There are things that with time you'll able to correct (like imbalances), other won't really happen, because again how your body has grown its own stubborn habits, or it will be because of your proportions (height, bone structure, torso-legs ratio etc), your background and lifestyle: those have all a huge impact on your ability to develop flexibility, you just have to find the right key (the right stretches) to open those doors, and sometimes there will be no key at all. For example, something I worked (and still work at it) to correct is, I have a tendency to drop my left hip lower when I do a chest stand (and I look crooked), if it wasn't for my trainer Otgo, I'd have never known. Something I'm not so good at, but it's worth keep trying: handstands, I don't think being almost 5'11 helps, but I can't even use it as an excuse. Something I don't think will ever get fixed: my aerial splits have a turn out so strong, I can correct it on the floor but in the air it's so natural to turn out that I can't avoid it, but I don't sweat on it, because I have a tons of other stuff to work on :)
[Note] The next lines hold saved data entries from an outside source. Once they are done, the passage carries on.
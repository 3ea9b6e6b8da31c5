//! Colored terminal rendering for calsync-core types.

use calsync_core::{CalendarEvent, Notification, NotificationLevel};
use chrono::{DateTime, NaiveDate, Utc};
use chrono_tz::Tz;
use owo_colors::OwoColorize;

/// Extension trait for TUI rendering with colors.
pub trait Render {
    fn render(&self) -> String;
}

impl Render for Notification {
    fn render(&self) -> String {
        match self.level {
            NotificationLevel::Success => format!("{} {}", self.title.green().bold(), self.message.green()),
            NotificationLevel::Info => format!("{} {}", self.title.bold(), self.message.dimmed()),
            NotificationLevel::Error => format!("{} {}", self.title.red().bold(), self.message.red()),
        }
    }
}

/// One line per event: time, title, owner and id.
pub fn render_event(event: &CalendarEvent, tz: Tz) -> String {
    let id = format!("[{}]", event.id.as_deref().unwrap_or("unsaved"));
    let owner = event
        .owner_name
        .as_deref()
        .map(|name| format!(" ({name})"))
        .unwrap_or_default();

    format!(
        "  {} {}{} {}",
        format_time(event, tz),
        event.title,
        owner.dimmed(),
        id.dimmed()
    )
}

/// Events grouped under a label per local day, in list order.
pub fn render_agenda(events: &[CalendarEvent], tz: Tz, today: NaiveDate) -> Vec<String> {
    let mut lines = Vec::new();
    let mut current_date: Option<NaiveDate> = None;

    for event in events {
        let date = local_date(&event.start, tz);

        if current_date != Some(date) {
            if current_date.is_some() {
                lines.push(String::new());
            }
            lines.push(format_date_label(date, today).bold().to_string());
            current_date = Some(date);
        }

        lines.push(render_event(event, tz));
    }

    lines
}

fn local_date(dt: &DateTime<Utc>, tz: Tz) -> NaiveDate {
    dt.with_timezone(&tz).date_naive()
}

/// Format a date as a human-readable label (e.g. "Today", "Tomorrow", "Wed Feb 25")
fn format_date_label(date: NaiveDate, today: NaiveDate) -> String {
    match (date - today).num_days() {
        0 => "Today".to_string(),
        1 => "Tomorrow".to_string(),
        -1 => "Yesterday".to_string(),
        _ => date.format("%a %b %-d %Y").to_string(),
    }
}

/// Format the time span of an event (e.g. "15:00-16:00" or "all-day")
fn format_time(event: &CalendarEvent, tz: Tz) -> String {
    if event.all_day {
        return format!("{:>11}", "all-day");
    }

    let start = event.start.with_timezone(&tz);
    let end = event.end.with_timezone(&tz);
    format!("{:>11}", format!("{}-{}", start.format("%H:%M"), end.format("%H:%M")))
}

#[cfg(test)]
mod tests {
    use super::*;
    use chrono::TimeZone;

    fn event(title: &str, start: DateTime<Utc>, end: DateTime<Utc>) -> CalendarEvent {
        CalendarEvent {
            id: Some(format!("id-{title}")),
            title: title.to_string(),
            start,
            end,
            all_day: false,
            description: None,
            related_to: None,
            owner_name: None,
        }
    }

    #[test]
    fn groups_events_by_local_day() {
        let tz: Tz = chrono_tz::America::New_York;
        let today = NaiveDate::from_ymd_opt(2024, 1, 1).unwrap();
        let events = vec![
            // 2024-01-02 03:00 UTC is still Jan 1 in New York
            event(
                "Late",
                Utc.with_ymd_and_hms(2024, 1, 2, 3, 0, 0).unwrap(),
                Utc.with_ymd_and_hms(2024, 1, 2, 4, 0, 0).unwrap(),
            ),
            event(
                "Next",
                Utc.with_ymd_and_hms(2024, 1, 2, 15, 0, 0).unwrap(),
                Utc.with_ymd_and_hms(2024, 1, 2, 16, 0, 0).unwrap(),
            ),
        ];

        let lines = render_agenda(&events, tz, today);

        assert_eq!(lines.len(), 5);
        assert!(lines[0].contains("Today"));
        assert!(lines[1].contains("22:00-23:00"));
        assert!(lines[3].contains("Tomorrow"));
        assert!(lines[4].contains("Next"));
    }

    #[test]
    fn all_day_events_have_no_clock_time() {
        let mut e = event(
            "Holiday",
            Utc.with_ymd_and_hms(2024, 1, 1, 0, 0, 0).unwrap(),
            Utc.with_ymd_and_hms(2024, 1, 2, 0, 0, 0).unwrap(),
        );
        e.all_day = true;

        let line = render_event(&e, chrono_tz::UTC);
        assert!(line.contains("all-day"));
        assert!(line.contains("[id-Holiday]"));
    }

    #[test]
    fn distant_dates_are_spelled_out() {
        let today = NaiveDate::from_ymd_opt(2024, 1, 1).unwrap();
        let date = NaiveDate::from_ymd_opt(2024, 2, 14).unwrap();
        assert_eq!(format_date_label(date, today), "Wed Feb 14 2024");
    }
}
So my message is: don't get obsessed to fit into a pose, without first testing out how your body feels about it. It is painful, uncomfortable, but it's getting better, almost each time ? Then go for it. It feels completely unnatural, painful, and simply not designed for you ? Then skip it, or you can always re-try again later on. But don't make excuses, it will always "hurts", to some degree ;) you just have to learn if it's a pain that your body will take to make remarkable changes and adjustments, or not.